» **EXERCISE DETAILS**
From the entries below, copy out every line with "injected" in it.

» **DATA UNDER STUDY**
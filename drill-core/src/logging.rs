//! Logging holds wrapper functions for logging run events.
//! Each function corresponds to one kind of event (injected packets, syscalls, ...)
//! and always logs to the same target, so runs can be filtered by concern.

use crate::{
    datagram::Datagram,
    script::{Event, Micros},
    syscalls::{DispatchError, Outcome},
};
use tracing::{event, Level};

/// An inbound packet handed to the stack under test.
pub fn inject_event(now: Micros, datagram: &Datagram) {
    event!(target: "PACKET", Level::INFO, now, direction = "inbound", packet = %datagram);
}

/// An outbound packet the script waits for.
pub fn expect_event(now: Micros, datagram: &Datagram) {
    event!(target: "PACKET", Level::DEBUG, now, direction = "expected", packet = %datagram);
}

/// A packet the stack under test sent.
pub fn live_event(now: Micros, datagram: &Datagram) {
    event!(target: "PACKET", Level::INFO, now, direction = "outbound", packet = %datagram);
}

/// A live packet nothing in the script accounted for.
pub fn unexpected_event(datagram: &Datagram) {
    event!(target: "PACKET", Level::WARN, packet = %datagram, "live packet was never expected");
}

pub fn syscall_event(now: Micros, event: &Event, outcome: Outcome) {
    event!(target: "SYSCALL", Level::INFO, now, line = event.line, call = %event.kind, outcome = ?outcome);
}

/// A syscall that failed without ending the run.
pub fn syscall_skipped_event(event: &Event, error: &DispatchError) {
    event!(target: "SYSCALL", Level::WARN, line = event.line, call = %event.kind, %error, "skipping syscall");
}

pub fn schedule_event(event: &Event, at: Micros) {
    event!(target: "TIMING", Level::DEBUG, line = event.line, number = event.number, at);
}

pub fn run_event(now: Micros, message: &str) {
    event!(target: "RUN", Level::INFO, now, message);
}

pub fn run_failed_event(now: Micros, error: &dyn std::error::Error) {
    event!(target: "RUN", Level::ERROR, now, error = %error);
}
//! A complete IPv4 datagram carrying one of the supported transports.

use crate::protocols::{
    ipv4::{self, protocol_number, Ipv4Header},
    sctp::{self, SctpPacket},
    tcp::{self, TcpHeader},
    udp::{self, UdpHeader},
};
use itertools::Itertools;
use std::fmt::{self, Display};
use thiserror::Error as ThisError;

/// The transports the engine speaks.
#[derive(Debug, Clone, Copy, PartialEq, Eq, Hash)]
pub enum TransportProtocol {
    Tcp,
    Udp,
    Sctp,
}

impl TransportProtocol {
    pub fn number(self) -> u8 {
        match self {
            Self::Tcp => protocol_number::TCP,
            Self::Udp => protocol_number::UDP,
            Self::Sctp => protocol_number::SCTP,
        }
    }

    /// Maps an `IPPROTO_*` value to a transport.
    pub fn from_number(number: i64) -> Option<Self> {
        match u8::try_from(number).ok()? {
            protocol_number::TCP => Some(Self::Tcp),
            protocol_number::UDP => Some(Self::Udp),
            protocol_number::SCTP => Some(Self::Sctp),
            _ => None,
        }
    }
}

impl Display for TransportProtocol {
    fn fmt(&self, f: &mut fmt::Formatter<'_>) -> fmt::Result {
        match self {
            Self::Tcp => write!(f, "tcp"),
            Self::Udp => write!(f, "udp"),
            Self::Sctp => write!(f, "sctp"),
        }
    }
}

/// The transport layer of a datagram.
#[derive(Debug, Clone, PartialEq, Eq, Hash)]
pub enum Transport {
    Tcp(TcpHeader),
    Udp(UdpHeader),
    Sctp(SctpPacket),
}

impl Transport {
    pub fn protocol(&self) -> TransportProtocol {
        match self {
            Self::Tcp(_) => TransportProtocol::Tcp,
            Self::Udp(_) => TransportProtocol::Udp,
            Self::Sctp(_) => TransportProtocol::Sctp,
        }
    }
}

/// An IPv4 datagram as injected into or observed from the stack under test.
#[derive(Debug, Clone, PartialEq, Eq, Hash)]
pub struct Datagram {
    pub ip: Ipv4Header,
    pub transport: Transport,
    /// TCP or UDP payload bytes. SCTP payloads live inside their chunks.
    pub payload: Vec<u8>,
}

impl Datagram {
    /// Decodes a datagram handed over by the stack under test.
    pub fn from_bytes(bytes: &[u8]) -> Result<Self, DecodeError> {
        let ip = Ipv4Header::from_bytes(bytes.iter().cloned())?;
        let header_len = ip.ihl as usize * 4;
        let total_len = ip.total_length as usize;
        if total_len > bytes.len() || total_len < header_len {
            Err(DecodeError::Truncated {
                announced: total_len,
                actual: bytes.len(),
            })?
        }
        let segment = &bytes[header_len..total_len];
        let (transport, payload) = match ip.protocol {
            protocol_number::TCP => {
                let tcp = TcpHeader::from_bytes(
                    segment.iter().cloned(),
                    segment.len(),
                    ip.source,
                    ip.destination,
                )?;
                let payload = segment[tcp.bytes() as usize..].to_vec();
                (Transport::Tcp(tcp), payload)
            }
            protocol_number::UDP => {
                let udp = UdpHeader::from_bytes(segment, ip.source, ip.destination)?;
                (Transport::Udp(udp), segment[8..].to_vec())
            }
            protocol_number::SCTP => (Transport::Sctp(SctpPacket::from_bytes(segment)?), vec![]),
            other => Err(DecodeError::UnsupportedProtocol(other))?,
        };
        Ok(Self {
            ip,
            transport,
            payload,
        })
    }

    pub fn protocol(&self) -> TransportProtocol {
        self.transport.protocol()
    }

    pub fn serialize(&self) -> Vec<u8> {
        let mut out = self.ip.serialize();
        match &self.transport {
            Transport::Tcp(tcp) => out.extend(tcp.serialize()),
            Transport::Udp(udp) => out.extend(udp.serialize()),
            Transport::Sctp(sctp) => out.extend(sctp.serialize()),
        }
        out.extend_from_slice(&self.payload);
        out
    }
}

impl Display for Datagram {
    fn fmt(&self, f: &mut fmt::Formatter<'_>) -> fmt::Result {
        let (src_port, dst_port) = match &self.transport {
            Transport::Tcp(tcp) => (tcp.src_port, tcp.dst_port),
            Transport::Udp(udp) => (udp.source, udp.destination),
            Transport::Sctp(sctp) => (sctp.src_port, sctp.dst_port),
        };
        write!(
            f,
            "{}:{} > {}:{} {}",
            self.ip.source,
            src_port,
            self.ip.destination,
            dst_port,
            self.protocol()
        )?;
        match &self.transport {
            Transport::Tcp(tcp) => write!(
                f,
                " {} seq {} ack {} win {} len {}",
                tcp.ctl, tcp.seq, tcp.ack, tcp.wnd, tcp.payload_len
            ),
            Transport::Udp(udp) => write!(f, " ({})", udp.payload_len()),
            Transport::Sctp(sctp) => write!(
                f,
                ": tag {:#x} [{}]",
                sctp.verification_tag,
                sctp.chunks.iter().map(|chunk| chunk.name()).join(", ")
            ),
        }
    }
}

#[derive(Debug, ThisError, Clone, Copy, PartialEq, Eq)]
pub enum DecodeError {
    #[error("IPv4: {0}")]
    Ipv4(#[from] ipv4::ParseError),
    #[error("TCP: {0}")]
    Tcp(#[from] tcp::ParseError),
    #[error("UDP: {0}")]
    Udp(#[from] udp::ParseError),
    #[error("SCTP: {0}")]
    Sctp(#[from] sctp::ParseError),
    #[error("IPv4 header announces {announced} bytes but only {actual} arrived")]
    Truncated { announced: usize, actual: usize },
    #[error("Transport protocol {0} is not supported")]
    UnsupportedProtocol(u8),
}
impl TcpHeader {
    /// Parses a serialized TCP segment into its header fields. `packet_len`
    /// is the length of the whole segment, header and payload.
    pub fn from_bytes(
        mut packet: impl Iterator<Item = u8>,
        packet_len: usize,
        src_address: Ipv4Address,
        dst_address: Ipv4Address,
    ) -> Result<Self, ParseError> {
        let mut next =
            || -> Result<u8, ParseError> { packet.next().ok_or(ParseError::HeaderTooShort) };
        let mut checksum = Checksum::new();

        let src_port = u16::from_be_bytes([next()?, next()?]);
        checksum.add_u16(src_port);

        let dst_port = u16::from_be_bytes([next()?, next()?]);
        checksum.add_u16(dst_port);

        let sequence_bytes = [next()?, next()?, next()?, next()?];
        let seq = u32::from_be_bytes(sequence_bytes);
        checksum.add_u32(sequence_bytes);

        let acknowledgement_bytes = [next()?, next()?, next()?, next()?];
        let ack = u32::from_be_bytes(acknowledgement_bytes);
        checksum.add_u32(acknowledgement_bytes);

        let offset_reserved_control = [next()?, next()?];
        checksum.add_u16(u16::from_be_bytes(offset_reserved_control));
        let data_offset = offset_reserved_control[0] >> 4;
        let ctl = Control::from(offset_reserved_control[1] & 0b11_1111);

        if data_offset < BASE_HEADER_WORDS {
            Err(ParseError::InvalidDataOffset(data_offset))?
        }

        let wnd = u16::from_be_bytes([next()?, next()?]);
        checksum.add_u16(wnd);

        let expected_checksum = u16::from_be_bytes([next()?, next()?]);

        let urg = u16::from_be_bytes([next()?, next()?]);
        checksum.add_u16(urg);

        let option_len = (data_offset - BASE_HEADER_WORDS) as usize * 4;
        let mut option_bytes = Vec::with_capacity(option_len);
        for _ in 0..option_len {
            option_bytes.push(next()?);
        }
        checksum.accumulate_remainder(option_bytes.iter().cloned());
        let options = parse_options(&option_bytes)?;

        checksum.accumulate_remainder(&mut packet);

        let header_len = data_offset as usize * 4;
        let payload_len = packet_len
            .checked_sub(header_len)
            .ok_or(ParseError::HeaderTooShort)?
            .try_into()
            .map_err(|_| ParseError::PacketTooLong)?;

        // Pseudo header stuff
        checksum.add_u32(src_address.into());
        checksum.add_u32(dst_address.into());
        // zero, TCP protocol number
        checksum.add_u8(0, 6);
        checksum.add_u16(
            packet_len
                .try_into()
                .map_err(|_| ParseError::PacketTooLong)?,
        );

        let checksum = checksum.as_u16();
        if expected_checksum == checksum {
            Ok(TcpHeader {
                src_port,
                dst_port,
                seq,
                ack,
                data_offset,
                ctl,
                wnd,
                urg,
                checksum,
                options: Field::Value(options),
                payload_len,
            })
        } else {
            Err(ParseError::Checksum {
                actual: checksum,
                expected: expected_checksum,
            })
        }
    }

    /// Size of the header in bytes
    pub fn bytes(&self) -> u8 {
        // Safe to do because data offset is only 4 bits
        self.data_offset * 4
    }

    /// The options carried by the header, treating unchecked options as none.
    pub fn option_list(&self) -> &[TcpOption] {
        self.options.value().map(Vec::as_slice).unwrap_or_default()
    }

    /// Convert the header to its native serialized format, ready to attach to a
    /// packet and send over the wire.
    pub fn serialize(&self) -> Vec<u8> {
        let mut out = Vec::with_capacity(self.bytes() as usize);
        out.extend_from_slice(&self.src_port.to_be_bytes());
        out.extend_from_slice(&self.dst_port.to_be_bytes());
        out.extend_from_slice(&self.seq.to_be_bytes());
        out.extend_from_slice(&self.ack.to_be_bytes());
        out.push(self.data_offset << 4);
        out.push(self.ctl.into());
        out.extend_from_slice(&self.wnd.to_be_bytes());
        out.extend_from_slice(&self.checksum.to_be_bytes());
        out.extend_from_slice(&self.urg.to_be_bytes());
        out.extend(serialize_options(self.option_list()));
        out
    }
}
//! A protocol field that a script may leave unspecified.

use std::fmt::{self, Display};

/// A header or chunk field that is either a concrete value or a wildcard.
///
/// Scripts write `...` for fields they do not care about. An expected packet
/// keeps those fields as [`Field::Wildcard`] and the comparator skips them.
/// Packets decoded from live traffic always carry [`Field::Value`].
#[derive(Debug, Clone, PartialEq, Eq, Hash)]
pub enum Field<T> {
    Wildcard,
    Value(T),
}

impl<T> Field<T> {
    /// Returns the value if one was given.
    pub fn value(&self) -> Option<&T> {
        match self {
            Self::Wildcard => None,
            Self::Value(value) => Some(value),
        }
    }

    pub fn is_wildcard(&self) -> bool {
        matches!(self, Self::Wildcard)
    }

    pub fn as_mut(&mut self) -> Option<&mut T> {
        match self {
            Self::Wildcard => None,
            Self::Value(value) => Some(value),
        }
    }

    pub fn map<U>(self, f: impl FnOnce(T) -> U) -> Field<U> {
        match self {
            Self::Wildcard => Field::Wildcard,
            Self::Value(value) => Field::Value(f(value)),
        }
    }

    /// Whether `live` satisfies this expectation. A wildcard accepts anything.
    pub fn matches(&self, live: &T) -> bool
    where
        T: PartialEq,
    {
        match self {
            Self::Wildcard => true,
            Self::Value(expected) => expected == live,
        }
    }

    /// Like [`Field::matches`] but for a live field, which may itself be
    /// absent when it was never decoded.
    pub fn matches_field(&self, live: &Field<T>) -> bool
    where
        T: PartialEq,
    {
        match (self, live) {
            (Self::Wildcard, _) => true,
            (Self::Value(expected), Field::Value(live)) => expected == live,
            (Self::Value(_), Field::Wildcard) => false,
        }
    }
}

impl<T: Clone + Default> Field<T> {
    /// The value written on the wire. Wildcards serialize as the type's
    /// default.
    pub fn wire_value(&self) -> T {
        match self {
            Self::Wildcard => T::default(),
            Self::Value(value) => value.clone(),
        }
    }
}

impl<T: Copy> Field<T> {
    pub fn get(&self) -> Option<T> {
        self.value().copied()
    }
}

impl<T> Default for Field<T> {
    fn default() -> Self {
        Self::Wildcard
    }
}

impl<T> From<T> for Field<T> {
    fn from(value: T) -> Self {
        Self::Value(value)
    }
}

impl<T> From<Option<T>> for Field<T> {
    fn from(value: Option<T>) -> Self {
        match value {
            Some(value) => Self::Value(value),
            None => Self::Wildcard,
        }
    }
}

impl<T: Display> Display for Field<T> {
    fn fmt(&self, f: &mut fmt::Formatter<'_>) -> fmt::Result {
        match self {
            Self::Wildcard => write!(f, "..."),
            Self::Value(value) => value.fmt(f),
        }
    }
}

» **ANSWER FOR THIS EXERCISE**
//! Each function corresponds to one kind of event (injected packets, syscalls, ...)
/// An IPv4 datagram as injected into or observed from the stack under test.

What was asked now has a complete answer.